In Florida, that breath test result does not appear in a vacuum. Before the machine ever took a sample, the officer was supposed to watch you for a specific period of time to make sure nothing happened that could contaminate the test. That quiet window, often called the observation period, is where many DUI breath cases in St. Petersburg start to fall apart, and most people have no idea it even exists.

I have spent more than 29 years handling DUI and criminal cases in and around St. Petersburg, including many trials where breath tests were front and center. Over and over, I have seen that when officers shortcut the observation period, the breath number looks solid on paper but turns out to be unreliable in court. In this article, I want to walk you through how the observation period is supposed to work in Florida, how it often fails in real life, and how those failures can become a powerful defense.

Why The Observation Period Matters More Than The Machine Number

Most people, and many lawyers, focus their attention on the machine. They ask whether the Intoxilyzer was working properly, whether it was calibrated, or whether the operator had the right permit. Those are fair questions, but they overlook something more basic. If the observation period before the test was not done correctly, the machine can be in perfect working order and still produce a number that does not reflect your true alcohol level.

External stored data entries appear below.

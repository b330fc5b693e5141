//! Globale Auflösungsphase: ersetzt UIDs durch Arena-Handles.
//!
//! Läuft erst, wenn alle Sektoren geparst und registriert sind, da Items
//! über Sektorgrenzen hinweg auf Nodes und Items verweisen.

use std::collections::{HashMap, HashSet};

use super::error::{FormatError, FormatResult};
use crate::core::{Handle, ItemData, ItemId, Map, Reference};

/// Ergebnis der Auflösung.
#[derive(Debug, Clone, Default, PartialEq)]
pub struct ResolveOutcome {
    /// Verworfene Referenzen (nur im nachsichtigen Modus)
    pub dropped_references: usize,
    /// UIDs entfernter Items, deren Form nicht auflösbar war
    pub removed_items: Vec<u64>,
}

struct Resolver {
    strict: bool,
    error: Option<FormatError>,
    dropped: usize,
}

impl Resolver {
    fn miss(&mut self, kind: &'static str, uid: u64) {
        if self.strict {
            self.error
                .get_or_insert(FormatError::UnresolvedReference { kind, uid });
        } else {
            log::warn!("Referenz auf {kind} {uid:#x} nicht gefunden, wird verworfen");
            self.dropped += 1;
        }
    }

    /// Löst eine Referenz auf; `false`, wenn die UID unbekannt ist.
    fn resolve<T>(
        &mut self,
        reference: &mut Reference<Handle<T>>,
        table: &HashMap<u64, Handle<T>>,
        kind: &'static str,
    ) -> bool {
        match *reference {
            Reference::Resolved(_) => true,
            Reference::Unresolved(uid) => match table.get(&uid) {
                Some(handle) => {
                    *reference = Reference::Resolved(*handle);
                    true
                }
                None => {
                    self.miss(kind, uid);
                    false
                }
            },
        }
    }
}

/// Löst alle Referenzen der Karte auf.
///
/// Strikt: der erste unbekannte Verweis bricht mit
/// [`FormatError::UnresolvedReference`] ab. Nachsichtig: tote Slots und
/// Listeneinträge werden verworfen, Items mit unvollständiger Form entfernt.
pub fn resolve_references(map: &mut Map, strict: bool) -> FormatResult<ResolveOutcome> {
    let (node_uids, item_uids) = map.uid_snapshot();
    let mut resolver = Resolver {
        strict,
        error: None,
        dropped: 0,
    };

    for id in map.node_handles() {
        let Some(node) = map.node_mut(id) else {
            continue;
        };
        for slot in [&mut node.backward_item, &mut node.forward_item] {
            let missing = match slot {
                Some(reference) => !resolver.resolve(reference, &item_uids, "item"),
                None => false,
            };
            if missing {
                *slot = None;
            }
        }
    }

    let mut broken = Vec::new();
    for id in map.item_handles() {
        let Some(item) = map.item_mut(id) else {
            continue;
        };
        let mut complete = true;
        item.data.shape_mut().for_each_node_ref(|reference| {
            complete &= resolver.resolve(reference, &node_uids, "node");
        });
        match &mut item.data {
            ItemData::Prefab(prefab) => prefab
                .shape
                .slaves
                .retain_mut(|r| resolver.resolve(r, &item_uids, "prefab slave")),
            ItemData::Company(company) => {
                complete &= resolver.resolve(&mut company.shape.prefab, &item_uids, "prefab");
            }
            ItemData::Service(service) => {
                complete &= resolver.resolve(&mut service.shape.prefab, &item_uids, "prefab");
            }
            ItemData::Compound(compound) => {
                compound
                    .items
                    .retain_mut(|r| resolver.resolve(r, &item_uids, "compound item"));
                compound
                    .nodes
                    .retain_mut(|r| resolver.resolve(r, &node_uids, "compound node"));
            }
            _ => {}
        }
        if !complete {
            broken.push(id);
        }
    }

    if let Some(error) = resolver.error {
        return Err(error);
    }

    let mut outcome = ResolveOutcome {
        dropped_references: resolver.dropped,
        removed_items: Vec::new(),
    };
    while !broken.is_empty() {
        for id in broken.drain(..) {
            if let Some(item) = map.remove_item(id) {
                log::warn!(
                    "{} {:#x} verweist auf fehlende Nodes und wird entfernt",
                    item.kind().name(),
                    item.uid
                );
                outcome.removed_items.push(item.uid);
            }
        }
        broken = purge_dead_item_refs(map);
    }
    Ok(outcome)
}

/// Entfernt Verweise auf gelöschte Items und liefert Items, die dadurch
/// unvollständig geworden sind (Slaves ohne Prefab).
fn purge_dead_item_refs(map: &mut Map) -> Vec<ItemId> {
    let alive: HashSet<ItemId> = map.items().map(|(id, _)| id).collect();
    let is_alive = |r: &Reference<ItemId>| r.resolved().is_some_and(|id| alive.contains(&id));

    for id in map.node_handles() {
        if let Some(node) = map.node_mut(id) {
            for slot in [&mut node.backward_item, &mut node.forward_item] {
                if slot.as_ref().is_some_and(|r| !is_alive(r)) {
                    *slot = None;
                }
            }
        }
    }

    let mut broken = Vec::new();
    for id in map.item_handles() {
        let Some(item) = map.item_mut(id) else {
            continue;
        };
        match &mut item.data {
            ItemData::Prefab(prefab) => prefab.shape.slaves.retain(is_alive),
            ItemData::Compound(compound) => compound.items.retain(is_alive),
            ItemData::Company(company) if !is_alive(&company.shape.prefab) => broken.push(id),
            ItemData::Service(service) if !is_alive(&service.shape.prefab) => broken.push(id),
            _ => {}
        }
    }
    broken
}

The observation period exists to protect against something called mouth alcohol. This is alcohol that sits in your mouth or upper throat rather than in the deep parts of your lungs. Florida’s breath testing system is built on the idea that the machine is sampling air from deep in your lungs, which is a reasonable proxy for what is in your blood. The only way that assumption holds is if the officer first gives your body enough time to clear out any leftover alcohol from your mouth.

Problems start when officers rush this step or treat it as a box to check instead of a real safeguard. If you burp, have a small regurgitation, or bring alcohol back into your mouth during the observation period, that burst of alcohol vapor can ride along with your breath into the machine and push the number higher than it should be. After nearly three decades of looking at breath tests in St. Petersburg cases, I have learned that the most damaging evidence on paper can begin to crumble once we look closely at what really happened before the first blow.

Florida’s Observation Period Rule: What Officers Are Supposed To Do

Florida law and breath testing protocols require an officer to observe you for a set period of time before taking a breath sample. In plain terms, that means the officer must continuously watch you, usually for about 20 minutes, to make sure you do not ingest anything, smoke, vomit, or belch in a way that could bring alcohol into your mouth. This is not meant to be a casual glance from across the station. Continuous observation means the officer should be in a position to actually notice if something happens.

In practical terms, a proper observation period in a Florida DUI looks like this. The officer and the driver are in the same room. The officer is close enough and paying enough attention to see whether the driver puts anything in their mouth, tries to drink water, or has any event that might cause regurgitation. If the officer notices something like a burp or gagging, the clock should be restarted to give the mouth alcohol time to dissipate before trying the breath test again.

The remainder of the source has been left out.